----- Listed records -----

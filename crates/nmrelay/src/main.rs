mod cmd;
mod exit;
mod logging;
mod output;

use std::path::PathBuf;

use clap::Parser;

use crate::cmd::{Command, EndpointArgs, RunArgs};
use crate::logging::{init_logging, LogFormat, LogLevel};
use crate::output::OutputFormat;

#[derive(Parser, Debug)]
#[command(
    name = "nmrelay",
    version,
    about = "Native messaging host relaying browser extension actions to a local pipe"
)]
struct Cli {
    /// Output format for subcommands.
    #[arg(long, value_name = "FORMAT", global = true)]
    format: Option<OutputFormat>,

    /// Log output format.
    #[arg(long, value_name = "FORMAT", default_value = "text", global = true)]
    log_format: LogFormat,

    /// Minimum log level.
    #[arg(long, value_name = "LEVEL", default_value = "info", global = true)]
    log_level: LogLevel,

    /// Append logs to this file instead of stderr.
    #[arg(long, value_name = "PATH", env = "NMRELAY_LOG_FILE", global = true)]
    log_file: Option<PathBuf>,

    #[command(flatten)]
    endpoint: EndpointArgs,

    #[command(flatten)]
    run: RunArgs,

    #[command(subcommand)]
    command: Option<Command>,
}

fn main() {
    let cli = Cli::parse();
    init_logging(cli.log_format, cli.log_level, cli.log_file.as_deref());

    let result = match cli.command {
        None => cmd::run::run(cli.run, &cli.endpoint),
        Some(command) => {
            let format = cli.format.unwrap_or_else(OutputFormat::default_for_stdout);
            cmd::dispatch(command, &cli.endpoint, format)
        }
    };

    match result {
        Ok(code) => std::process::exit(code),
        Err(err) => {
            tracing::error!(code = err.code, "{err}");
            eprintln!("error: {err}");
            std::process::exit(err.code);
        }
    }
}

#[cfg(test)]
mod tests {
    use super::*;
    use crate::cmd::TransportArg;

    #[test]
    fn no_subcommand_runs_the_relay_with_browser_args() {
        let cli = Cli::try_parse_from([
            "nmrelay",
            "chrome-extension://abcdefghijklmnop/",
            "--parent-window=0",
        ])
        .expect("browser launch args should parse");

        assert!(cli.command.is_none());
        assert_eq!(cli.run.browser_args, ["chrome-extension://abcdefghijklmnop/"]);
        assert_eq!(cli.run.parent_window.as_deref(), Some("0"));
        assert!(!cli.run.keep_alive);
    }

    #[test]
    fn firefox_launch_args_parse() {
        let cli = Cli::try_parse_from([
            "nmrelay",
            "/usr/lib/mozilla/native-messaging-hosts/relay.json",
            "relay@example.org",
        ])
        .expect("firefox launch args should parse");
        assert_eq!(cli.run.browser_args.len(), 2);
    }

    #[test]
    fn parses_send_subcommand() {
        let cli = Cli::try_parse_from([
            "nmrelay",
            "send",
            "urlInfo",
            "--endpoint",
            "/tmp/relay.sock",
            "--timeout",
            "2s",
        ])
        .expect("send args should parse");

        assert_eq!(cli.endpoint.endpoint, "/tmp/relay.sock");
        match cli.command {
            Some(Command::Send(args)) => {
                assert_eq!(args.action, "urlInfo");
                assert_eq!(args.timeout, "2s");
            }
            other => panic!("expected send, got {other:?}"),
        }
    }

    #[test]
    fn parses_transport_and_relay_options() {
        let cli = Cli::try_parse_from([
            "nmrelay",
            "--transport",
            "fifo",
            "--request-timeout",
            "1s",
            "--response-timeout",
            "250ms",
            "--keep-alive",
        ])
        .expect("relay options should parse");

        assert_eq!(cli.endpoint.transport, TransportArg::Fifo);
        assert_eq!(cli.run.request_timeout, "1s");
        assert_eq!(cli.run.response_timeout, "250ms");
        assert!(cli.run.keep_alive);
    }

    #[test]
    fn rejects_unknown_transport() {
        let err = Cli::try_parse_from(["nmrelay", "--transport", "pipe"])
            .expect_err("unknown transport should fail");
        assert_eq!(err.kind(), clap::error::ErrorKind::InvalidValue);
    }
}
use omikuji_core::state::PickerState;
use omikuji_core::view::EntryView;

/// Render a settled state for the terminal. `None` for states with
/// nothing to show.
pub fn render(state: &PickerState, json: bool) -> Option<String> {
    match state {
        PickerState::Idle | PickerState::Loading => None,
        PickerState::Ready(entry) => {
            let view = EntryView::new(entry);
            if json {
                Some(serde_json::to_string_pretty(&view).unwrap_or_else(|e| {
                    serde_json::json!({ "error": e.to_string() }).to_string()
                }))
            } else {
                Some(view.to_string())
            }
        }
        PickerState::Failed(message) => {
            if json {
                Some(serde_json::json!({ "error": message }).to_string())
            } else {
                Some(format!("error: {message}"))
            }
        }
    }
}
pub mod config;
pub mod error;
pub mod format;
pub mod picker;
pub mod state;
pub mod view;

pub use error::{OmikujiError, PickError};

-----

= Task item =
Retype all the data, keeping every character the same.

= Answer section =
filename crates/nmrelay/src/main.rs
mod cmd;
mod exit;
mod logging;
mod output;

use std::path::PathBuf;

use clap::Parser;

use crate::cmd::{Command, EndpointArgs, RunArgs};
use crate::logging::{init_logging, LogFormat, LogLevel};
use crate::output::OutputFormat;

#[derive(Parser, Debug)]
#[command(
    name = "nmrelay",
    version,
    about = "Native messaging host relaying browser extension actions to a local pipe"
)]
struct Cli {
    /// Output format for subcommands.
    #[arg(long, value_name = "FORMAT", global = true)]
    format: Option<OutputFormat>,

    /// Log output format.
    #[arg(long, value_name = "FORMAT", default_value = "text", global = true)]
    log_format: LogFormat,

    /// Minimum log level.
    #[arg(long, value_name = "LEVEL", default_value = "info", global = true)]
    log_level: LogLevel,

    /// Append logs to this file instead of stderr.
    #[arg(long, value_name = "PATH", env = "NMRELAY_LOG_FILE", global = true)]
    log_file: Option<PathBuf>,

    #[command(flatten)]
    endpoint: EndpointArgs,

    #[command(flatten)]
    run: RunArgs,

    #[command(subcommand)]
    command: Option<Command>,
}

fn main() {
    let cli = Cli::parse();
    init_logging(cli.log_format, cli.log_level, cli.log_file.as_deref());

    let result = match cli.command {
        None => cmd::run::run(cli.run, &cli.endpoint),
        Some(command) => {
            let format = cli.format.unwrap_or_else(OutputFormat::default_for_stdout);
            cmd::dispatch(command, &cli.endpoint, format)
        }
    };

    match result {
        Ok(code) => std::process::exit(code),
        Err(err) => {
            tracing::error!(code = err.code, "{err}");
            eprintln!("error: {err}");
            std::process::exit(err.code);
        }
    }
}

#[cfg(test)]
mod tests {
    use super::*;
    use crate::cmd::TransportArg;

    #[test]
    fn no_subcommand_runs_the_relay_with_browser_args() {
        let cli = Cli::try_parse_from([
            "nmrelay",
            "chrome-extension://abcdefghijklmnop/",
            "--parent-window=0",
        ])
        .expect("browser launch args should parse");

        assert!(cli.command.is_none());
        assert_eq!(cli.run.browser_args, ["chrome-extension://abcdefghijklmnop/"]);
        assert_eq!(cli.run.parent_window.as_deref(), Some("0"));
        assert!(!cli.run.keep_alive);
    }

    #[test]
    fn firefox_launch_args_parse() {
        let cli = Cli::try_parse_from([
            "nmrelay",
            "/usr/lib/mozilla/native-messaging-hosts/relay.json",
            "relay@example.org",
        ])
        .expect("firefox launch args should parse");
        assert_eq!(cli.run.browser_args.len(), 2);
    }

    #[test]
    fn parses_send_subcommand() {
        let cli = Cli::try_parse_from([
            "nmrelay",
            "send",
            "urlInfo",
            "--endpoint",
            "/tmp/relay.sock",
            "--timeout",
            "2s",
        ])
        .expect("send args should parse");

        assert_eq!(cli.endpoint.endpoint, "/tmp/relay.sock");
        match cli.command {
            Some(Command::Send(args)) => {
                assert_eq!(args.action, "urlInfo");
                assert_eq!(args.timeout, "2s");
            }
            other => panic!("expected send, got {other:?}"),
        }
    }

    #[test]
    fn parses_transport_and_relay_options() {
        let cli = Cli::try_parse_from([
            "nmrelay",
            "--transport",
            "fifo",
            "--request-timeout",
            "1s",
            "--response-timeout",
            "250ms",
            "--keep-alive",
        ])
        .expect("relay options should parse");

        assert_eq!(cli.endpoint.transport, TransportArg::Fifo);
        assert_eq!(cli.run.request_timeout, "1s");
        assert_eq!(cli.run.response_timeout, "250ms");
        assert!(cli.run.keep_alive);
    }

    #[test]
    fn rejects_unknown_transport() {
        let err = Cli::try_parse_from(["nmrelay", "--transport", "pipe"])
            .expect_err("unknown transport should fail");
        assert_eq!(err.kind(), clap::error::ErrorKind::InvalidValue);
    }
}
use omikuji_core::state::PickerState;
use omikuji_core::view::EntryView;

/// Render a settled state for the terminal. `None` for states with
/// nothing to show.
pub fn render(state: &PickerState, json: bool) -> Option<String> {
    match state {
        PickerState::Idle | PickerState::Loading => None,
        PickerState::Ready(entry) => {
            let view = EntryView::new(entry);
            if json {
                Some(serde_json::to_string_pretty(&view).unwrap_or_else(|e| {
                    serde_json::json!({ "error": e.to_string() }).to_string()
                }))
            } else {
                Some(view.to_string())
            }
        }
        PickerState::Failed(message) => {
            if json {
                Some(serde_json::json!({ "error": message }).to_string())
            } else {
                Some(format!("error: {message}"))
            }
        }
    }
}
pub mod config;
pub mod error;
pub mod format;
pub mod picker;
pub mod state;
pub mod view;

pub use error::{OmikujiError, PickError};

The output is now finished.